Although the late 1800s looks to be about right for my pencil, George Rowney & Co. was in business much earlier.  Here’s an advertisement the company placed in the Aethenum in 1837:


There’s a couple problems with the Rowney theory.  First, all the references I found to the company were in England, while this pencil clearly appears to be American – there’s no indication the company had an American office, and my piece doesn’t bear any English hallmarks or export markings..  Second, all of Rowney’s advertisements were for wood pencils, not “propelling” pencils (in the King’s English).
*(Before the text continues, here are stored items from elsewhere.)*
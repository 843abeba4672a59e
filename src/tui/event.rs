use std::io;
use std::time::Duration;

use crossterm::event::{self, Event, KeyEvent, KeyEventKind};

/// Terminal events the browser reacts to.
#[derive(Debug, Clone, PartialEq, Eq)]
pub enum TuiEvent {
    Key(KeyEvent),
    Resize(u16, u16),
}

/// Poll for an event without blocking (returns immediately)
pub fn poll_event_immediate() -> io::Result<Option<TuiEvent>> {
    poll_event_timeout(Duration::ZERO)
}

pub fn poll_event_timeout(timeout: Duration) -> io::Result<Option<TuiEvent>> {
    if !event::poll(timeout)? {
        return Ok(None);
    }
    let decoded = match event::read()? {
        Event::Key(key_event) if key_event.kind != KeyEventKind::Release => {
            log::debug!(
                "Key event: {:?} with modifiers {:?}",
                key_event.code,
                key_event.modifiers
            );
            Some(TuiEvent::Key(key_event))
        }
        Event::Resize(width, height) => Some(TuiEvent::Resize(width, height)),
        _ => None,
    };
    Ok(decoded)
}
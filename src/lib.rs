//! Arbor: a lazily loaded, keyboard-driven tree view with a file browser
//! built on top of it.

pub mod browser;
pub mod core;
pub mod tui;

#[cfg(test)]
pub mod test_support;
We’ll see.  Sometimes I throw things like this out there, and it’s years later before someone stumbles upon it with the missing piece of the puzzle.  Here’s to hoping . . .

Thursday, June 29, 2017

Wildest of the Wild

This article has been edited and included in The Leadhead's Pencil Blog Volume 5; copies are available print on demand through Amazon here, and I offer an ebook version in pdf format at the Legendary Lead Company here.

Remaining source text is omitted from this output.